Em um mundo cada vez mais orientado por dados, ainda são poucos os líderes capazes de transformar informação em empatia — e empatia em estratégia. Mas é exatamente isso que a médica e professora da Universidade da Califórnia em Berkeley, Coco Auerswald, vem fazendo ao longo da última década com um projeto de pesquisa que desafia o modelo tradicional de atuação sobre um dos temas mais urgentes das grandes cidades: a situação de rua entre jovens.
Em vez de tratar os jovens sem moradia como meros objetos de estudo, Auerswald decidiu trazê-los para o centro da construção do conhecimento. Mais do que respondentes, esses jovens passaram a ser pesquisadores remunerados, participando da formulação de hipóteses, coleta de dados, análise e disseminação de resultados — sempre com suporte financeiro, emocional e técnico.
A abordagem colaborativa levou ao surgimento do Youth and Allies Against Homelessness, programa que, desde 2018, envolveu mais de 100 jovens na estruturação de pesquisas e propostas de políticas públicas. Em 2021, por exemplo, os jovens identificaram um problema invisível: políticas da pandemia que ajudavam “população em situação de rua” frequentemente não contemplavam os jovens — e as que visavam a juventude ignoravam os sem-teto. Resultado: um grupo inteiro caiu em lacunas institucionais, com impactos reais em sua segurança alimentar, educação e saúde.
O método que derruba premissas
“O que esse trabalho nos ensina é que muitas das perguntas que fazemos como pesquisadores ou gestores são simplistas”, afirma Auerswald. “Quando você traz a experiência vivida para dentro do processo, descobre camadas de complexidade que passariam despercebidas. Você desmonta suposições.” Essa escuta qualificada, ancorada em metodologias formais de pesquisa, produziu relatórios e diretrizes que passaram a influenciar políticas públicas nos EUA — e se tornaram referência também no meio acadêmico.

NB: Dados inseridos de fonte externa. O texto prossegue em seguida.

use crate::api::ApiClient;
use crate::download::{self, Progress};
use crate::error::{Result, ShareError};
use crate::models::{FileRecord, RenderKind};
use crate::session::SessionStore;
use std::path::{Path, PathBuf};
use tracing::info;

/// What the public file page shows for a resolved file.
#[derive(Debug, Clone, PartialEq, Eq)]
pub enum Rendering {
    Image { url: String },
    Document { url: String },
    Download { url: String },
    Unavailable,
}

impl Rendering {
    pub fn url(&self) -> Option<&str> {
        match self {
            Rendering::Image { url } | Rendering::Document { url } | Rendering::Download { url } => {
                Some(url)
            }
            Rendering::Unavailable => None,
        }
    }

    pub fn label(&self) -> &'static str {
        match self {
            Rendering::Image { .. } => "image",
            Rendering::Document { .. } => "document",
            Rendering::Download { .. } => "download",
            Rendering::Unavailable => "unavailable",
        }
    }
}

pub fn select_rendering(file: &FileRecord, presigned_url: &str) -> Rendering {
    if presigned_url.trim().is_empty() {
        return Rendering::Unavailable;
    }
    let url = presigned_url.to_string();
    match file.render_kind() {
        RenderKind::Image => Rendering::Image { url },
        RenderKind::Document => Rendering::Document { url },
        RenderKind::Other => Rendering::Download { url },
    }
}

#[derive(Debug, Clone)]
pub struct FileView {
    pub file: FileRecord,
    pub rendering: Rendering,
}

/// Resolve a share id. No session is needed; 404 and 410 come back as
/// `NotFound` and `Expired` and no rendering is chosen. A 401 still clears
/// whatever token is stored.
pub async fn open(api: &ApiClient, sessions: &SessionStore, file_id: &str) -> Result<FileView> {
    let lookup = api
        .get_file(file_id)
        .await
        .map_err(|e| sessions.on_error(e))?;
    let rendering = select_rendering(&lookup.file, &lookup.presigned_url);
    info!(file_id, kind = rendering.label(), "file resolved");
    Ok(FileView { file: lookup.file, rendering })
}

/// Resolve a share id and save the file, defaulting to the server's name.
pub async fn download<F>(
    api: &ApiClient,
    sessions: &SessionStore,
    file_id: &str,
    output: Option<&Path>,
    on_progress: F,
) -> Result<PathBuf>
where
    F: FnMut(Progress),
{
    let view = open(api, sessions, file_id).await?;
    let url = view
        .rendering
        .url()
        .ok_or_else(|| ShareError::Download("no download URL available".into()))?;

    let destination = match output {
        Some(path) => path.to_path_buf(),
        None => PathBuf::from(download::suggested_file_name(&view.file.name)),
    };
    api.download(url, &destination, on_progress).await
}
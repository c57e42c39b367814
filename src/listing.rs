use crate::api::ApiClient;
use crate::config::Config;
use crate::error::Result;
use crate::models::FileRecord;
use crate::session::SessionStore;
use chrono::{DateTime, Utc};
use prettytable::{Cell, Row, Table};

/// Client-side search over the user's files.
#[derive(Debug, Clone, Default)]
pub struct FileFilter {
    /// Case-insensitive substring of the file name.
    pub search: Option<String>,
    /// Exact type tag, compared case-insensitively.
    pub file_type: Option<String>,
}

impl FileFilter {
    pub fn matches(&self, file: &FileRecord) -> bool {
        let name_ok = match &self.search {
            Some(needle) if !needle.trim().is_empty() => file
                .name
                .to_lowercase()
                .contains(&needle.trim().to_lowercase()),
            _ => true,
        };
        let type_ok = match &self.file_type {
            Some(tag) if !tag.trim().is_empty() => file.file_type.eq_ignore_ascii_case(tag.trim()),
            _ => true,
        };
        name_ok && type_ok
    }

    pub fn apply<'a>(&self, files: &'a [FileRecord]) -> Vec<&'a FileRecord> {
        files.iter().filter(|f| self.matches(f)).collect()
    }
}

/// Fetch the signed-in user's files. Requires a session; a 401 clears it.
pub async fn fetch_files(api: &ApiClient, sessions: &SessionStore) -> Result<Vec<FileRecord>> {
    let session = sessions.require()?;
    let response = api
        .list_files(&session)
        .await
        .map_err(|e| sessions.on_error(e))?;
    Ok(response.files)
}

/// The record's own presigned URL if the listing carried one, otherwise a
/// fresh one from the lookup endpoint.
pub async fn presigned_url(
    api: &ApiClient,
    sessions: &SessionStore,
    file: &FileRecord,
) -> Result<String> {
    if let Some(url) = file.presigned_url.as_deref().filter(|u| !u.is_empty()) {
        return Ok(url.to_string());
    }
    let lookup = api
        .get_file(&file.id)
        .await
        .map_err(|e| sessions.on_error(e))?;
    Ok(lookup.presigned_url)
}

pub fn format_date(date: &DateTime<Utc>) -> String {
    date.format("%Y-%m-%d").to_string()
}

pub fn render_table(files: &[&FileRecord], config: &Config) -> Table {
    let mut table = Table::new();
    table.add_row(Row::new(vec![
        Cell::new("File Name"),
        Cell::new("Type"),
        Cell::new("Created"),
        Cell::new("Expires"),
        Cell::new("Share URL"),
    ]));

    for file in files {
        table.add_row(Row::new(vec![
            Cell::new(&file.name),
            Cell::new(&file.file_type.to_uppercase()),
            Cell::new(&format_date(&file.created_at)),
            Cell::new(&format_date(&file.expiration_time)),
            Cell::new(&config.share_url(&file.id)),
        ]));
    }

    table
}
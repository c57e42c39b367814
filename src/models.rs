use chrono::{DateTime, Utc};
use serde::{Deserialize, Serialize};
use std::fmt;

/// Advisory type tag sent alongside an upload. Derived from the file name
/// only; the content is never inspected.
#[derive(Debug, Clone, Copy, PartialEq, Eq, Serialize, Deserialize)]
#[serde(rename_all = "lowercase")]
pub enum FileType {
    Txt,
    Pdf,
    Jpg,
}

impl FileType {
    pub fn from_file_name(name: &str) -> Self {
        let extension = name
            .rsplit_once('.')
            .map(|(_, ext)| ext.to_lowercase())
            .unwrap_or_default();

        match extension.as_str() {
            "pdf" => FileType::Pdf,
            "jpg" | "jpeg" | "png" | "gif" => FileType::Jpg,
            _ => FileType::Txt,
        }
    }

    pub fn as_str(&self) -> &'static str {
        match self {
            FileType::Txt => "txt",
            FileType::Pdf => "pdf",
            FileType::Jpg => "jpg",
        }
    }
}

impl fmt::Display for FileType {
    fn fmt(&self, f: &mut fmt::Formatter<'_>) -> fmt::Result {
        f.write_str(self.as_str())
    }
}

/// How a shared file is presented, resolved once from the server's type tag.
#[derive(Debug, Clone, Copy, PartialEq, Eq)]
pub enum RenderKind {
    Image,
    Document,
    Other,
}

impl RenderKind {
    pub fn from_type_tag(tag: &str) -> Self {
        match tag.to_lowercase().as_str() {
            "jpg" | "png" | "gif" => RenderKind::Image,
            "pdf" => RenderKind::Document,
            _ => RenderKind::Other,
        }
    }
}

/// Body of a successful upload. Only the id and expiry are needed to build a
/// share link; the rest is echoed back by some servers and may be absent.
#[derive(Debug, Clone, Serialize, Deserialize)]
#[serde(rename_all = "camelCase")]
pub struct UploadResult {
    #[serde(default)]
    pub message: Option<String>,
    pub file_id: String,
    pub expires_at: DateTime<Utc>,
    #[serde(default)]
    pub file_name: Option<String>,
    #[serde(default)]
    pub file_type: Option<String>,
    #[serde(default)]
    pub upload_url: Option<String>,
}

/// Server-owned metadata for one uploaded file.
#[derive(Debug, Clone, Serialize, Deserialize)]
#[serde(rename_all = "camelCase")]
pub struct FileRecord {
    pub id: String,
    pub name: String,
    pub file_type: String,
    pub created_at: DateTime<Utc>,
    pub expiration_time: DateTime<Utc>,
    #[serde(default, skip_serializing_if = "Option::is_none")]
    pub presigned_url: Option<String>,
}

impl FileRecord {
    pub fn render_kind(&self) -> RenderKind {
        RenderKind::from_type_tag(&self.file_type)
    }
}

#[derive(Debug, Serialize, Deserialize)]
pub struct FileListResponse {
    pub files: Vec<FileRecord>,
}

#[derive(Debug, Serialize, Deserialize)]
#[serde(rename_all = "camelCase")]
pub struct FileLookupResponse {
    pub file: FileRecord,
    #[serde(default)]
    pub presigned_url: String,
}

/// Error body shape shared by every endpoint.
#[derive(Debug, Default, Deserialize)]
pub struct ErrorBody {
    #[serde(default)]
    pub message: Option<String>,
}
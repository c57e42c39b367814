use crate::error::{Result, ShareError};
use std::path::PathBuf;
use std::time::Duration;

const DEFAULT_API_URL: &str = "http://localhost:3002";
const DEFAULT_ORIGIN: &str = "http://localhost:3000";
const DEFAULT_SESSION_FILE: &str = ".session";

/// Where the client talks to and where it keeps its session.
#[derive(Debug, Clone)]
pub struct Config {
    /// Base URL of the external API server.
    pub api_url: String,
    /// Web origin that serves the public `/files/{id}` page.
    pub origin: String,
    pub session_file: PathBuf,
    /// No timeout unless configured.
    pub timeout: Option<Duration>,
}

impl Default for Config {
    fn default() -> Self {
        Self {
            api_url: DEFAULT_API_URL.to_string(),
            origin: DEFAULT_ORIGIN.to_string(),
            session_file: PathBuf::from(DEFAULT_SESSION_FILE),
            timeout: None,
        }
    }
}

impl Config {
    pub fn from_env() -> Result<Self> {
        Self::from_lookup(|key| std::env::var(key).ok())
    }

    fn from_lookup(lookup: impl Fn(&str) -> Option<String>) -> Result<Self> {
        let mut config = Self::default();

        if let Some(url) = lookup("SHARELINK_API_URL") {
            config.api_url = url;
        }
        if let Some(origin) = lookup("SHARELINK_ORIGIN") {
            config.origin = origin;
        }
        if let Some(path) = lookup("SHARELINK_SESSION_FILE") {
            config.session_file = PathBuf::from(path);
        }
        if let Some(secs) = lookup("SHARELINK_TIMEOUT_SECS") {
            let secs: u64 = secs
                .trim()
                .parse()
                .ok()
                .filter(|s| *s > 0)
                .ok_or_else(|| {
                    ShareError::Config(format!(
                        "SHARELINK_TIMEOUT_SECS must be a positive integer, got '{}'",
                        secs
                    ))
                })?;
            config.timeout = Some(Duration::from_secs(secs));
        }

        config.normalize()
    }

    /// Override the API URL and origin, e.g. from command-line flags.
    pub fn with_overrides(mut self, api_url: Option<String>, origin: Option<String>) -> Result<Self> {
        if let Some(url) = api_url {
            self.api_url = url;
        }
        if let Some(origin) = origin {
            self.origin = origin;
        }
        self.normalize()
    }

    fn normalize(mut self) -> Result<Self> {
        self.api_url = self.api_url.trim().trim_end_matches('/').to_string();
        self.origin = self.origin.trim().trim_end_matches('/').to_string();

        for (name, value) in [("API URL", &self.api_url), ("origin", &self.origin)] {
            if !(value.starts_with("http://") || value.starts_with("https://")) {
                return Err(ShareError::Config(format!(
                    "{} must start with http:// or https://, got '{}'",
                    name, value
                )));
            }
        }

        Ok(self)
    }

    /// Public share link for an uploaded file.
    pub fn share_url(&self, file_id: &str) -> String {
        format!("{}/files/{}", self.origin, file_id)
    }
}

A Larkin Street Youth Services, organização de San Francisco voltada à juventude em vulnerabilidade, homenageou a professora em 2025 por sua contribuição à mudança sistêmica.
Além de impactar políticas, o programa mudou trajetórias individuais. A jovem Sahra Nawabi, que participou como estagiária por mais de três anos, foi contratada oficialmente pela universidade em janeiro deste ano. “Quando os jovens compartilham suas ideias e experiências com base em evidências, a comunidade ouve de outro jeito. Eles deixam de ser vistos apenas como ‘casos sociais’ e se tornam autores da mudança”, afirmou Nawabi.
Lições para empresários brasileiros
A experiência de Berkeley pode parecer distante à primeira vista — mas oferece lições práticas e profundas para o setor empresarial brasileiro, sobretudo no que tange à agenda ESG e ao papel social das lideranças corporativas.
- Contratar pela vivência, não apenas pelo currículo: quantos programas de trainee, inovação ou impacto social no Brasil realmente consideram pessoas que viveram as dores que se deseja resolver?
- Transformar beneficiários em protagonistas: o envolvimento genuíno de públicos vulneráveis nas decisões sobre produtos, serviços ou políticas corporativas pode ser um divisor de águas em resultados e reputação.
- Investir em escuta estruturada e remunerada: pagar pelo tempo e conhecimento de jovens em situação de vulnerabilidade não é caridade — é reconhecimento de expertise. E pode gerar inovação real.
- Reduzir o “housismo corporativo”: como chamou Auerswald, a ideia de que pessoas em situação de rua são menos humanas se manifesta, também, nos corredores corporativos — na exclusão silenciosa de vozes, corpos e histórias que não se encaixam no “perfil desejado”.
“Assim como qualquer outro jovem, eles querem educação. Eles querem um futuro”, lembra Auerswald. A diferença está em quem está disposto a dar um passo além do discurso e abrir espaço — de verdade — para que isso aconteça.